▶ **Assigned task**
Only one portion of the data is to be written out: from the line bearing "pull request URL" through the line bearing "counts of a run". Write it exactly as it appears.

▶ **Provided information**

┌──

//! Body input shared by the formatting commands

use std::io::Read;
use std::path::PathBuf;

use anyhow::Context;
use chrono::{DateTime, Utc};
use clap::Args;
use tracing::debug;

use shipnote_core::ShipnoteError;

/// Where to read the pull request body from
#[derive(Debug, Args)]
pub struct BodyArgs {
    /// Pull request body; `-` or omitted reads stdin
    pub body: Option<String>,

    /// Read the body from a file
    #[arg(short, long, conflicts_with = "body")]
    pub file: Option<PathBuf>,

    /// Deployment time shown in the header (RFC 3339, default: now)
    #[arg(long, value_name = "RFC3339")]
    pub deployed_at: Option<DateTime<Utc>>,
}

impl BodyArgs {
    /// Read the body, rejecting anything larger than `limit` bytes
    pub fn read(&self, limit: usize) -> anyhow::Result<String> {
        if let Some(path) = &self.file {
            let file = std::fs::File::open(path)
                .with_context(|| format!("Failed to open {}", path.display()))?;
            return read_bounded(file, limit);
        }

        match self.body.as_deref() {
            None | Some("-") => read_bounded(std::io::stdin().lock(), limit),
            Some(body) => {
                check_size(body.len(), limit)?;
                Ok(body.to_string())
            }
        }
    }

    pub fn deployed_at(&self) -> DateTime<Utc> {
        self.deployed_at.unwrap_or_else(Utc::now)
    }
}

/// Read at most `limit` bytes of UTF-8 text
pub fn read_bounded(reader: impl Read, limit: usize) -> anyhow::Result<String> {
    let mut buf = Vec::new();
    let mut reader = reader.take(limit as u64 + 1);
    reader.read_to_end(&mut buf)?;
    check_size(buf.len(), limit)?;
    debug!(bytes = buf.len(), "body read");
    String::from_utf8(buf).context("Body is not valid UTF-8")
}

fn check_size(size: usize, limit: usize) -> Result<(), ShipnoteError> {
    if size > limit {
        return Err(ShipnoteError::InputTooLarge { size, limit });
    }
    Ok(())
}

└──
┌──

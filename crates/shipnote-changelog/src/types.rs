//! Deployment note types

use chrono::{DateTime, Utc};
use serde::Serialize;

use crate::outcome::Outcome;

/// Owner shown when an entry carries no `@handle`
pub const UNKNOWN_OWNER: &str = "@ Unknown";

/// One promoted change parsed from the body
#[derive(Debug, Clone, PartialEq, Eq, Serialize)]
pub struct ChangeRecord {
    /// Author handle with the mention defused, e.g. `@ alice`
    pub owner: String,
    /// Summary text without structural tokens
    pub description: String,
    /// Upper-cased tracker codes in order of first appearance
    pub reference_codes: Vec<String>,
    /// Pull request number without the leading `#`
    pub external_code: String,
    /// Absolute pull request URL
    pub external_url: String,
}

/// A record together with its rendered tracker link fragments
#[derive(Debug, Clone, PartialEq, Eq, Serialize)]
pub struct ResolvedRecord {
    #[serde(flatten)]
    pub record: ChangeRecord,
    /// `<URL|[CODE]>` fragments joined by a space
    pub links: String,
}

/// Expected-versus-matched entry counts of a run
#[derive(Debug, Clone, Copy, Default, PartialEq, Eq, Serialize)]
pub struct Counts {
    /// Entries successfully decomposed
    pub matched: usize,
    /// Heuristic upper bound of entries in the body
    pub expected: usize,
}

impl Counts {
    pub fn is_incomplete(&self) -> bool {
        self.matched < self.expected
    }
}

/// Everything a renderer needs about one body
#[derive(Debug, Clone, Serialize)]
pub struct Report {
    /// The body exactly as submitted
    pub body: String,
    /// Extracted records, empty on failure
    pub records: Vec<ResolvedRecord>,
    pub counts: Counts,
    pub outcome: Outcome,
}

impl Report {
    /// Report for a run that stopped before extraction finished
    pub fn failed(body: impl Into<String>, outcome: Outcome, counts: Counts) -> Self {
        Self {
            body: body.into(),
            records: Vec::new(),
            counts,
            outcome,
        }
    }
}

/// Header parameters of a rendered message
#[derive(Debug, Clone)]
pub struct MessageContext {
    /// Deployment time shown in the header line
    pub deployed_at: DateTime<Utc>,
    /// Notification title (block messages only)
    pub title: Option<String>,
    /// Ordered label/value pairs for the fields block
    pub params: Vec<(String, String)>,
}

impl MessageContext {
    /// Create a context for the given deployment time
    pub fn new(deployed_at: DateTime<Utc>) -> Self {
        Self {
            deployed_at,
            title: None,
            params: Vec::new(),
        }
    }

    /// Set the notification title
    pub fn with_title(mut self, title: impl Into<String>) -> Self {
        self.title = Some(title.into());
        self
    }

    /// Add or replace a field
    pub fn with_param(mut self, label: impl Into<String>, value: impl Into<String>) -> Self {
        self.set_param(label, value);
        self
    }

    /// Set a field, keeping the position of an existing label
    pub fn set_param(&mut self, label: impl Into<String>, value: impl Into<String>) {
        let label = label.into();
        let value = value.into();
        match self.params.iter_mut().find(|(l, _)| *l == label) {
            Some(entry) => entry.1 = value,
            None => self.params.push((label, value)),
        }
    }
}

└──
┌──

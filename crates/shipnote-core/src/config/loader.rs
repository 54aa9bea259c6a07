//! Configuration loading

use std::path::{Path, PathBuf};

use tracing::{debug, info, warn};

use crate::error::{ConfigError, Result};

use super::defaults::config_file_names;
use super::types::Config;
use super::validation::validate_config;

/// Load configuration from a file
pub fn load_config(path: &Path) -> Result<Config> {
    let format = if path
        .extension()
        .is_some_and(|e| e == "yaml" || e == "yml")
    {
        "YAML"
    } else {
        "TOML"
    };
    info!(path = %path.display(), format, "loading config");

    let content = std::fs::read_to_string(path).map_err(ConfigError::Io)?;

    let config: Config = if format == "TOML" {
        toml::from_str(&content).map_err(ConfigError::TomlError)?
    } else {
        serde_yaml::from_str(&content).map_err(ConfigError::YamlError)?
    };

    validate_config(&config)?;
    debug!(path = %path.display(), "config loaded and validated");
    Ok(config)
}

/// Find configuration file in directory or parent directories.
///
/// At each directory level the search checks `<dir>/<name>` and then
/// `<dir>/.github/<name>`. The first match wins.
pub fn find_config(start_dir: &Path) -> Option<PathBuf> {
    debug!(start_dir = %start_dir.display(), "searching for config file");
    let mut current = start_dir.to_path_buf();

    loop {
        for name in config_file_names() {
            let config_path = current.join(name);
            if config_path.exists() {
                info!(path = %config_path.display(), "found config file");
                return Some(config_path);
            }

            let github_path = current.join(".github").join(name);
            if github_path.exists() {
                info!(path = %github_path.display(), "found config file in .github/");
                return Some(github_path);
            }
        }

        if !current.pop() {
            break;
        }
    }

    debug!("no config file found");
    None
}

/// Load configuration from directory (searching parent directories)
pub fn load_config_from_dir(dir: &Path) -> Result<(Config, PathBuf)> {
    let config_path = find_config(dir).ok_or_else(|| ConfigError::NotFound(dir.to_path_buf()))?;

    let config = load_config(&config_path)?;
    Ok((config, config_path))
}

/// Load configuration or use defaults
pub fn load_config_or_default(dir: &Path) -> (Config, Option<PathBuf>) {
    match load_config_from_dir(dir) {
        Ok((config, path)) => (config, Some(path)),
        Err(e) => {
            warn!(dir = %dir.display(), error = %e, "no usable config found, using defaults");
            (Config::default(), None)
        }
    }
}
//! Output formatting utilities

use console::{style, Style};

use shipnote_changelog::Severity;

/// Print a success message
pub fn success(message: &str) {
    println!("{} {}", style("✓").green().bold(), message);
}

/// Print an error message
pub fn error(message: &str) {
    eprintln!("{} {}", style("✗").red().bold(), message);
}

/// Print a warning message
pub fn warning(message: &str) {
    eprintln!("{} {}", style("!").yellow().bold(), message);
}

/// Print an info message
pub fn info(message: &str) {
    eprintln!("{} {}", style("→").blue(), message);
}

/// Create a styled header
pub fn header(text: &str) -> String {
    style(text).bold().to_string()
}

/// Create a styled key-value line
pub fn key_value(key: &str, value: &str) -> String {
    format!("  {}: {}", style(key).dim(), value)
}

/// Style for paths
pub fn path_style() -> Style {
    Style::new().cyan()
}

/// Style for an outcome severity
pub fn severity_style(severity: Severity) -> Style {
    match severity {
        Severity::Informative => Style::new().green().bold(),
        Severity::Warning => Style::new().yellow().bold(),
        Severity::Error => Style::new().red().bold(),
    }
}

└──

▶ **Answer to the exercise**
    /// Absolute pull request URL
    pub external_url: String,
}

/// A record together with its rendered tracker link fragments
#[derive(Debug, Clone, PartialEq, Eq, Serialize)]
pub struct ResolvedRecord {
    #[serde(flatten)]
    pub record: ChangeRecord,
    /// `<URL|[CODE]>` fragments joined by a space
    pub links: String,
}

/// Expected-versus-matched entry counts of a run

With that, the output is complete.